#### PROBLEM STATEMENT:
Wherever the string "const" occurs in a line of these records, report that line.

[Dataset entries]
use serde::{Deserialize, Serialize};

use crate::align::finder::{Alignment, AlignmentFinder, Gap, DEFAULT_FINDER_WORD_SIZE};
use crate::failure::FailureKind;
use crate::sequence::{pair_base_id, Sequence};
use crate::util::dna;

/// 找到的重叠比对分数超过该值时，不再把失败解释为"两端不重叠"
const OVERLAP_FAILURE_SCORE_THRESHOLD: usize = 64;
/// score / overlap² 超过该值时认为是真实 indel
const REAL_INDEL_SCORE_RATIO: f64 = 0.08;

const FAST_MIN_SEGMENT: usize = 10;
const SLOW_WORD_SIZE: usize = 5;
const SLOW_MIN_SEGMENT: usize = 5;

#[derive(Debug, Clone, Serialize, Deserialize)]
#[serde(default)]
pub struct FragmentOptions {
    /// true 时 R1 是反向互补链（否则反向互补 R2）
    pub r1_is_rc: bool,
    pub max_allowed_errors: usize,
    pub max_resolved_errors: usize,
    /// 质量差不小于该值才算"由质量解决"
    pub quality_delta: u8,
    pub allow_indeterminate: bool,
    pub allow_contained: bool,
    pub allow_non_overlapping: bool,
    pub allow_reverse_order: bool,
}

impl Default for FragmentOptions {
    fn default() -> Self {
        Self {
            r1_is_rc: false,
            max_allowed_errors: 3,
            max_resolved_errors: 10,
            quality_delta: 10,
            allow_indeterminate: false,
            allow_contained: false,
            allow_non_overlapping: true,
            allow_reverse_order: true,
        }
    }
}

/// 找重叠时命中的路径
#[derive(Debug, Clone, Copy, PartialEq, Eq, Default)]
pub enum OverlapPath {
    Fast,
    Slow,
    #[default]
    None,
}

/// 各条重叠路径的命中次数
#[derive(Debug, Clone, Copy, Default, PartialEq, Eq)]
pub struct FragmentStats {
    pub fast: u64,
    pub slow: u64,
    pub none: u64,
}

impl FragmentStats {
    pub fn record(&mut self, path: OverlapPath) {
        match path {
            OverlapPath::Fast => self.fast += 1,
            OverlapPath::Slow => self.slow += 1,
            OverlapPath::None => self.none += 1,
        }
    }

    pub fn merge(&mut self, other: &FragmentStats) {
        self.fast += other.fast;
        self.slow += other.slow;
        self.none += other.none;
    }
}

/// 两个 mate 合并后的片段
#[derive(Debug, Clone)]
pub struct Fragment {
    pub seq: Sequence,
    pub r1: Sequence,
    pub r2: Sequence,
    pub overlap: usize,
    pub reverse_order: bool,
    pub contained: bool,
    /// 未能由质量解决的差异位置（重叠区内坐标）
    pub errors: Vec<usize>,
    /// 由质量解决的差异位置
    pub quality_resolved: Vec<usize>,
    pub alignment_score: Option<usize>,
    pub path: OverlapPath,
    pub success: bool,
    pub failure: Option<FailureKind>,
}

impl Fragment {
    fn fail(&mut self, kind: FailureKind) {
        self.success = false;
        self.failure = Some(kind);
    }
}

/// 定向后的一对读段（left 在 5' 端）
struct Oriented {
    left: Vec<u8>,
    right: Vec<u8>,
    left_q: Option<Vec<u8>>,
    right_q: Option<Vec<u8>>,
}

#[derive(Debug, Clone, Default)]
pub struct FragmentMaker {
    pub opts: FragmentOptions,
}

impl FragmentMaker {
    pub fn new(opts: FragmentOptions) -> Self {
        Self { opts }
    }

    pub fn make(&self, r1: &Sequence, r2: &Sequence) -> Fragment {
        let o = self.orient(r1, r2);
        let mut seq_chars = o.left.clone();
        seq_chars.extend_from_slice(&o.right);
        let mut frag = Fragment {
            seq: Sequence::new(format!("{}/F", pair_base_id(&r1.id)), seq_chars),
            r1: r1.clone(),
            r2: r2.clone(),
            overlap: 0,
            reverse_order: false,
            contained: false,
            errors: Vec::new(),
            quality_resolved: Vec::new(),
            alignment_score: None,
            path: OverlapPath::None,
            success: false,
            failure: None,
        };

        let alignment = self.make_overlapped(&mut frag, &o);

        if !frag.success {
            if !self.opts.allow_non_overlapping {
                return frag;
            }
            if let Some(al) = &alignment {
                if al.score > OVERLAP_FAILURE_SCORE_THRESHOLD && frag.failure != Some(FailureKind::IndelsInFragment) {
                    log::trace!("{}: overlap score {} is a true failure", frag.seq.id, al.score);
                    return frag;
                }
            }
            // 视为两端不重叠，除非看起来是真实 indel
            frag.errors.clear();
            frag.quality_resolved.clear();
            let real_indel = match &alignment {
                Some(al) if frag.failure == Some(FailureKind::IndelsInFragment) && frag.overlap > 0 => {
                    let ratio = al.score as f64 / (frag.overlap * frag.overlap) as f64;
                    log::trace!("{}: indel check ratio {:.4}", frag.seq.id, ratio);
                    ratio > REAL_INDEL_SCORE_RATIO
                }
                _ => false,
            };
            if real_indel {
                frag.success = false;
                frag.overlap = frag.overlap.min(o.left.len()).min(o.right.len());
            } else {
                frag.overlap = 0;
                frag.success = true;
                frag.failure = None;
            }
            frag.seq.characters = if frag.reverse_order {
                splice(&o.right, &o.left, frag.overlap)
            } else {
                splice(&o.left, &o.right, frag.overlap)
            };
        }

        if !self.opts.allow_indeterminate && frag.seq.characters.contains(&b'N') {
            frag.fail(FailureKind::Indeterminate);
        }

        if frag.success {
            assert_eq!(
                frag.seq.len(),
                r1.len() + r2.len() - frag.overlap,
                "fragment length invariant broken for {}",
                frag.seq.id
            );
        }
        frag
    }

    fn orient(&self, r1: &Sequence, r2: &Sequence) -> Oriented {
        let rev_q = |q: &Option<Vec<u8>>| q.as_ref().map(|v| v.iter().rev().copied().collect::<Vec<u8>>());
        if self.opts.r1_is_rc {
            Oriented {
                left: dna::revcomp(&r1.characters),
                right: r2.characters.clone(),
                left_q: rev_q(&r1.quality),
                right_q: r2.quality.clone(),
            }
        } else {
            Oriented {
                left: r1.characters.clone(),
                right: dna::revcomp(&r2.characters),
                left_q: r1.quality.clone(),
                right_q: rev_q(&r2.quality),
            }
        }
    }

    fn find_overlap(&self, frag: &mut Fragment, left: &[u8], right: &[u8]) -> Option<Alignment> {
        let fast = AlignmentFinder::new(left, DEFAULT_FINDER_WORD_SIZE, Some(FAST_MIN_SEGMENT)).ok()?;
        if let Some(al) = fast.align(right) {
            frag.path = OverlapPath::Fast;
            return Some(al);
        }
        let slow = AlignmentFinder::new(left, SLOW_WORD_SIZE, Some(SLOW_MIN_SEGMENT)).ok()?;
        let al = slow.align(right)?;
        frag.path = OverlapPath::Slow;
        Some(al)
    }

    //  |       left            |
    //                | overlap |
    //                |            right      |
    //  |              fragment               |
    fn make_overlapped(&self, frag: &mut Fragment, o: &Oriented) -> Option<Alignment> {
        let (left, right) = (o.left.as_slice(), o.right.as_slice());
        let Some(al) = self.find_overlap(frag, left, right) else {
            log::trace!("{}: no overlap", frag.seq.id);
            frag.fail(FailureKind::NoOverlap);
            return None;
        };
        frag.alignment_score = Some(al.score);

        let overlap = al.target_length();
        let left_start = al.target_start();
        let right_start = al.query_start();
        frag.overlap = overlap;

        if overlap != al.query_length() {
            frag.fail(FailureKind::IndelsInFragment);
            frag.overlap = 0;
            if left_start > right_start {
                let od = right_start + (left.len() - left_start - overlap) + al.query_length().saturating_sub(overlap);
                if overlap + od <= left.len() {
                    frag.overlap = overlap + od;
                }
            }
            return Some(al);
        }

        if left_start > right_start {
            frag.overlap = right_start + left.len() - left_start;
            frag.seq.characters = splice(left, right, frag.overlap);
        } else if self.opts.allow_reverse_order && overlap > left_start + (right.len() - right_start - overlap) {
            log::trace!("{}: R1/R2 overlap in reverse order", frag.seq.id);
            frag.reverse_order = true;
            frag.overlap = left_start + right.len() - right_start;
            frag.seq.characters = splice(right, left, frag.overlap);
        } else {
            frag.fail(FailureKind::NoOverlap);
            return Some(al);
        }

        if frag.overlap >= left.len() || frag.overlap >= right.len() {
            frag.contained = true;
            if !self.opts.allow_contained {
                frag.fail(FailureKind::Contained);
                return Some(al);
            }
            if frag.overlap >= left.len() {
                frag.overlap = left.len();
                frag.seq.characters = right.to_vec();
            } else {
                frag.overlap = right.len();
                frag.seq.characters = left.to_vec();
            }
        }

        // 比对之外、但落在重叠区内的部分也要逐位比较
        let mut gaps = al.gaps();
        let tail;
        if left_start > right_start {
            if right_start > 0 {
                gaps.insert(
                    0,
                    Gap {
                        query_start: al.query_start() - right_start,
                        query_end: al.query_start(),
                        target_start: al.target_start() - right_start,
                        target_end: al.target_start(),
                    },
                );
            }
            tail = left.len() - left_start - overlap;
            if gaps.is_empty() && tail == 0 && left[left.len() - overlap..] != right[..overlap] {
                frag.fail(FailureKind::Indeterminate);
                return Some(al);
            }
        } else {
            if left_start > 0 {
                gaps.insert(
                    0,
                    Gap {
                        query_start: al.query_start() - left_start,
                        query_end: al.query_start(),
                        target_start: al.target_start() - left_start,
                        target_end: al.target_start(),
                    },
                );
            }
            tail = right.len() - right_start - overlap;
            if gaps.is_empty() && tail == 0 && right[right.len() - overlap..] != left[..overlap] {
                frag.fail(FailureKind::Indeterminate);
                return Some(al);
            }
        }
        if tail > 0 {
            gaps.push(Gap {
                query_start: al.query_end(),
                query_end: al.query_end() + tail,
                target_start: al.target_end(),
                target_end: al.target_end() + tail,
            });
        }

        if gaps.is_empty() {
            frag.success = true;
            frag.failure = None;
            return Some(al);
        }

        let overlap = frag.overlap;
        let (left_start, right_start) = if frag.reverse_order {
            (0, right.len() - overlap)
        } else {
            (left.len() - overlap, 0)
        };

        let mut errors = Vec::new();
        let error_ceiling = self.opts.max_allowed_errors + self.opts.max_resolved_errors;
        for gap in &gaps {
            if gap.query_len() != gap.target_len() {
                frag.fail(FailureKind::IndelsInFragment);
                return Some(al);
            }
            for i in 0..gap.query_len() {
                let (qi, si) = (gap.query_start + i, gap.target_start + i);
                if qi >= right.len() || si >= left.len() {
                    debug_assert!(frag.contained);
                    break;
                }
                if right[qi] != left[si] {
                    errors.push(gap.query_start.min(gap.target_start) + i);
                    if errors.len() > error_ceiling {
                        frag.errors = errors;
                        frag.fail(FailureKind::OverlapErrors);
                        return Some(al);
                    }
                }
            }
        }

        // 取质量更高的碱基
        let quality_at = |q: &Option<Vec<u8>>, idx: usize| -> u8 {
            q.as_ref().and_then(|v| v.get(idx)).map_or(0, |&c| dna::phred_to_quality(c))
        };
        let mut unresolved = Vec::new();
        let mut resolved = Vec::new();
        for e in errors {
            let (li, ri) = (left_start + e, right_start + e);
            let residx = if frag.reverse_order { ri } else { li };
            if li >= left.len() || ri >= right.len() || residx >= frag.seq.characters.len() {
                unresolved.push(e);
                continue;
            }
            let lq = quality_at(&o.left_q, li);
            let rq = quality_at(&o.right_q, ri);
            let (base, delta) = if lq > rq { (left[li], lq - rq) } else { (right[ri], rq - lq) };
            frag.seq.characters[residx] = base;
            if delta >= self.opts.quality_delta {
                resolved.push(e);
            } else {
                unresolved.push(e);
            }
        }
        log::trace!("{}: quality resolved {}/{} errors", frag.seq.id, resolved.len(), resolved.len() + unresolved.len());

        let failed = unresolved.len() > self.opts.max_allowed_errors || resolved.len() > self.opts.max_resolved_errors;
        frag.errors = unresolved;
        frag.quality_resolved = resolved;
        if failed {
            frag.fail(FailureKind::MatchErrors);
            return Some(al);
        }

        frag.success = true;
        frag.failure = None;
        Some(al)
    }
}

/// `first + second[overlap..]`
fn splice(first: &[u8], second: &[u8], overlap: usize) -> Vec<u8> {
    let mut out = first.to_vec();
    out.extend_from_slice(second.get(overlap..).unwrap_or(&[]));
    out
}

#### EXERCISE ANSWER:
const OVERLAP_FAILURE_SCORE_THRESHOLD: usize = 64;
const REAL_INDEL_SCORE_RATIO: f64 = 0.08;
const FAST_MIN_SEGMENT: usize = 10;
const SLOW_WORD_SIZE: usize = 5;
const SLOW_MIN_SEGMENT: usize = 5;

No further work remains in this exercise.